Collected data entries
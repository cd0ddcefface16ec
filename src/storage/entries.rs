use anyhow::Result;
use sqlx::QueryBuilder;

use super::schema::Database;
use super::types::{Entry, EntryFeedRow, EntryRow};
use crate::storage::EntryWithFeed;

/// Hard cap on the id-sequence query (OOM protection for huge databases).
const MAX_SEQUENCE_IDS: i64 = 10_000;

/// Fields the external fetcher supplies when writing an entry.
#[derive(Debug, Clone)]
pub struct NewEntry {
    pub id: String,
    pub feed_id: i64,
    pub title: String,
    pub link: Option<String>,
    pub description: Option<String>,
    pub published: Option<i64>,
}

impl Database {
    // ========================================================================
    // Entry Queries
    // ========================================================================

    /// Fetch one entry joined with its feed's display title.
    ///
    /// Returns `None` when the entry does not exist (e.g. deleted while the
    /// detail view was open); callers treat that as a silent no-op.
    pub async fn find_by_id_with_feed(&self, entry_id: &str) -> Result<Option<EntryWithFeed>> {
        let row = sqlx::query_as::<_, EntryFeedRow>(
            r#"
            SELECT e.id, e.feed_id, e.title, e.link, e.description,
                   e.mobilized_content, e.read, e.favorite, e.published,
                   e.fetched_at, f.title AS feed_title
            FROM entries e
            JOIN feeds f ON f.id = e.feed_id
            WHERE e.id = ?
        "#,
        )
        .bind(entry_id)
        .fetch_optional(&self.pool)
        .await?;

        Ok(row.map(EntryFeedRow::into_entry_with_feed))
    }

    /// All entry ids, newest first. Seeds the browsing sequence when no
    /// session state is available.
    pub async fn all_ids_newest_first(&self) -> Result<Vec<String>> {
        let rows: Vec<(String,)> = sqlx::query_as(
            r#"
            SELECT id FROM entries
            ORDER BY published DESC, fetched_at DESC
            LIMIT ?
        "#,
        )
        .bind(MAX_SEQUENCE_IDS)
        .fetch_all(&self.pool)
        .await?;
        Ok(rows.into_iter().map(|(id,)| id).collect())
    }

    /// Titles for the sidebar list, in the given sequence order.
    pub async fn titles_for_ids(&self, ids: &[String]) -> Result<Vec<(String, String)>> {
        if ids.is_empty() {
            return Ok(Vec::new());
        }
        let mut builder: QueryBuilder<sqlx::Sqlite> =
            QueryBuilder::new("SELECT id, title FROM entries WHERE id IN (");
        let mut separated = builder.separated(", ");
        for id in ids {
            separated.push_bind(id);
        }
        separated.push_unseparated(")");

        let rows: Vec<(String, String)> = builder.build_query_as().fetch_all(&self.pool).await?;
        // Re-order to the sequence order; ids missing from the table are skipped.
        let by_id: std::collections::HashMap<String, String> = rows.into_iter().collect();
        Ok(ids
            .iter()
            .filter_map(|id| by_id.get(id).map(|t| (id.clone(), t.clone())))
            .collect())
    }

    // ========================================================================
    // Entry Mutations
    // ========================================================================

    /// Mark entries as read (idempotent), returns how many rows changed.
    ///
    /// The `read = 0` guard keeps repeated calls from rewriting rows.
    pub async fn mark_entries_read(&self, entry_ids: &[String]) -> Result<u64> {
        self.set_read_flag(entry_ids, true).await
    }

    /// Mark entries as unread (idempotent), returns how many rows changed.
    pub async fn mark_entries_unread(&self, entry_ids: &[String]) -> Result<u64> {
        self.set_read_flag(entry_ids, false).await
    }

    async fn set_read_flag(&self, entry_ids: &[String], read: bool) -> Result<u64> {
        if entry_ids.is_empty() {
            return Ok(0);
        }
        let mut builder: QueryBuilder<sqlx::Sqlite> = QueryBuilder::new("UPDATE entries SET read = ");
        builder.push_bind(read);
        builder.push(" WHERE read = ");
        builder.push_bind(!read);
        builder.push(" AND id IN (");
        let mut separated = builder.separated(", ");
        for id in entry_ids {
            separated.push_bind(id);
        }
        separated.push_unseparated(")");

        let result = builder.build().execute(&self.pool).await?;
        Ok(result.rows_affected())
    }

    /// Persist the mutable flags of an entry (favorite, read).
    ///
    /// The text columns belong to the fetcher and the mobilizer; the detail
    /// screen only ever flips flags, so this deliberately writes nothing else.
    pub async fn update_entry_flags(&self, entry: &Entry) -> Result<()> {
        sqlx::query("UPDATE entries SET favorite = ?, read = ? WHERE id = ?")
            .bind(entry.favorite)
            .bind(entry.read)
            .bind(&entry.id)
            .execute(&self.pool)
            .await?;
        Ok(())
    }

    /// Store mobilized full text for an entry. Called by the mobilization
    /// worker after a successful extraction.
    pub async fn set_mobilized_content(&self, entry_id: &str, content: &str) -> Result<()> {
        sqlx::query("UPDATE entries SET mobilized_content = ? WHERE id = ?")
            .bind(content)
            .bind(entry_id)
            .execute(&self.pool)
            .await?;
        Ok(())
    }

    // ========================================================================
    // Fetcher-facing Writes
    // ========================================================================

    /// Insert a feed if its URL is new, returning the feed id either way.
    pub async fn insert_feed(&self, title: &str, url: &str) -> Result<i64> {
        sqlx::query("INSERT OR IGNORE INTO feeds (title, url) VALUES (?, ?)")
            .bind(title)
            .bind(url)
            .execute(&self.pool)
            .await?;
        let (id,): (i64,) = sqlx::query_as("SELECT id FROM feeds WHERE url = ?")
            .bind(url)
            .fetch_one(&self.pool)
            .await?;
        Ok(id)
    }

    /// Upsert an entry, preserving user state (read, favorite, mobilized
    /// content) when the row already exists; metadata is refreshed.
    pub async fn upsert_entry(&self, entry: &NewEntry) -> Result<()> {
        let now = chrono::Utc::now().timestamp();
        sqlx::query(
            r#"
            INSERT INTO entries (id, feed_id, title, link, description, published, fetched_at)
            VALUES (?, ?, ?, ?, ?, ?, ?)
            ON CONFLICT(id) DO UPDATE SET
                title = excluded.title,
                link = excluded.link,
                description = excluded.description,
                published = excluded.published
        "#,
        )
        .bind(&entry.id)
        .bind(entry.feed_id)
        .bind(&entry.title)
        .bind(&entry.link)
        .bind(&entry.description)
        .bind(entry.published)
        .bind(now)
        .execute(&self.pool)
        .await?;
        Ok(())
    }

    /// Internal row fetch without the feed join (used by tests and the worker).
    pub async fn find_entry(&self, entry_id: &str) -> Result<Option<Entry>> {
        let row = sqlx::query_as::<_, EntryRow>(
            r#"
            SELECT id, feed_id, title, link, description, mobilized_content,
                   read, favorite, published, fetched_at
            FROM entries
            WHERE id = ?
        "#,
        )
        .bind(entry_id)
        .fetch_optional(&self.pool)
        .await?;
        Ok(row.map(EntryRow::into_entry))
    }
}

#[cfg(test)]
mod tests {
    use super::*;
    use crate::storage::Database;

    async fn test_db() -> Database {
        Database::open(":memory:").await.unwrap()
    }

    fn test_entry(id: &str, feed_id: i64, title: &str) -> NewEntry {
        NewEntry {
            id: id.to_string(),
            feed_id,
            title: title.to_string(),
            link: Some(format!("https://example.com/{}", id)),
            description: Some("Feed-provided summary".to_string()),
            published: Some(1704067200),
        }
    }

    async fn seeded(db: &Database, ids: &[&str]) -> i64 {
        let feed_id = db.insert_feed("Test Feed", "https://feed.example.com/rss").await.unwrap();
        for id in ids {
            db.upsert_entry(&test_entry(id, feed_id, &format!("Entry {}", id)))
                .await
                .unwrap();
        }
        feed_id
    }

    #[tokio::test]
    async fn find_by_id_joins_feed_title() {
        let db = test_db().await;
        seeded(&db, &["a"]).await;

        let found = db.find_by_id_with_feed("a").await.unwrap().unwrap();
        assert_eq!(&*found.feed_title, "Test Feed");
        assert_eq!(&*found.entry.title, "Entry a");
        assert!(!found.entry.read);
        assert!(found.entry.mobilized_content.is_none());
    }

    #[tokio::test]
    async fn find_by_id_missing_is_none() {
        let db = test_db().await;
        seeded(&db, &["a"]).await;
        assert!(db.find_by_id_with_feed("ghost").await.unwrap().is_none());
    }

    #[tokio::test]
    async fn mark_read_is_idempotent() {
        let db = test_db().await;
        seeded(&db, &["a", "b"]).await;

        let changed = db
            .mark_entries_read(&["a".to_string(), "b".to_string()])
            .await
            .unwrap();
        assert_eq!(changed, 2);

        let changed = db
            .mark_entries_read(&["a".to_string(), "b".to_string()])
            .await
            .unwrap();
        assert_eq!(changed, 0);

        assert!(db.find_entry("a").await.unwrap().unwrap().read);
    }

    #[tokio::test]
    async fn mark_unread_reverses_read() {
        let db = test_db().await;
        seeded(&db, &["a"]).await;

        db.mark_entries_read(&["a".to_string()]).await.unwrap();
        let changed = db.mark_entries_unread(&["a".to_string()]).await.unwrap();
        assert_eq!(changed, 1);
        assert!(!db.find_entry("a").await.unwrap().unwrap().read);
    }

    #[tokio::test]
    async fn mark_read_empty_slice_is_noop() {
        let db = test_db().await;
        assert_eq!(db.mark_entries_read(&[]).await.unwrap(), 0);
    }

    #[tokio::test]
    async fn update_entry_flags_persists_favorite_and_read() {
        let db = test_db().await;
        seeded(&db, &["a"]).await;

        let mut entry = db.find_entry("a").await.unwrap().unwrap();
        entry.favorite = true;
        entry.read = true;
        db.update_entry_flags(&entry).await.unwrap();

        let reloaded = db.find_entry("a").await.unwrap().unwrap();
        assert!(reloaded.favorite);
        assert!(reloaded.read);
    }

    #[tokio::test]
    async fn upsert_preserves_user_state() {
        let db = test_db().await;
        let feed_id = seeded(&db, &["a"]).await;

        let mut entry = db.find_entry("a").await.unwrap().unwrap();
        entry.favorite = true;
        entry.read = true;
        db.update_entry_flags(&entry).await.unwrap();
        db.set_mobilized_content("a", "# Full text").await.unwrap();

        let mut refreshed = test_entry("a", feed_id, "Entry a (updated)");
        refreshed.description = Some("New summary".to_string());
        db.upsert_entry(&refreshed).await.unwrap();

        let reloaded = db.find_entry("a").await.unwrap().unwrap();
        assert_eq!(&*reloaded.title, "Entry a (updated)");
        assert_eq!(reloaded.description.as_deref(), Some("New summary"));
        assert!(reloaded.read, "read flag should survive refetch");
        assert!(reloaded.favorite, "favorite flag should survive refetch");
        assert_eq!(
            reloaded.mobilized_content.as_deref(),
            Some("# Full text"),
            "mobilized content should survive refetch"
        );
    }

    #[tokio::test]
    async fn all_ids_are_newest_first() {
        let db = test_db().await;
        let feed_id = db.insert_feed("Feed", "https://f.example.com/rss").await.unwrap();
        for (id, published) in [("old", 100), ("new", 300), ("mid", 200)] {
            let mut e = test_entry(id, feed_id, id);
            e.published = Some(published);
            db.upsert_entry(&e).await.unwrap();
        }

        let ids = db.all_ids_newest_first().await.unwrap();
        assert_eq!(ids, vec!["new".to_string(), "mid".to_string(), "old".to_string()]);
    }

    #[tokio::test]
    async fn titles_follow_sequence_order() {
        let db = test_db().await;
        seeded(&db, &["a", "b", "c"]).await;

        let seq = vec!["c".to_string(), "a".to_string(), "ghost".to_string()];
        let titles = db.titles_for_ids(&seq).await.unwrap();
        assert_eq!(
            titles,
            vec![
                ("c".to_string(), "Entry c".to_string()),
                ("a".to_string(), "Entry a".to_string()),
            ]
        );
    }
}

### [To do]
Copy out every line of the data that includes the word "example".

### [The answer]
            link: Some(format!("https://example.com/{}", id)),
        let feed_id = db.insert_feed("Test Feed", "https://feed.example.com/rss").await.unwrap();
        let feed_id = db.insert_feed("Feed", "https://f.example.com/rss").await.unwrap();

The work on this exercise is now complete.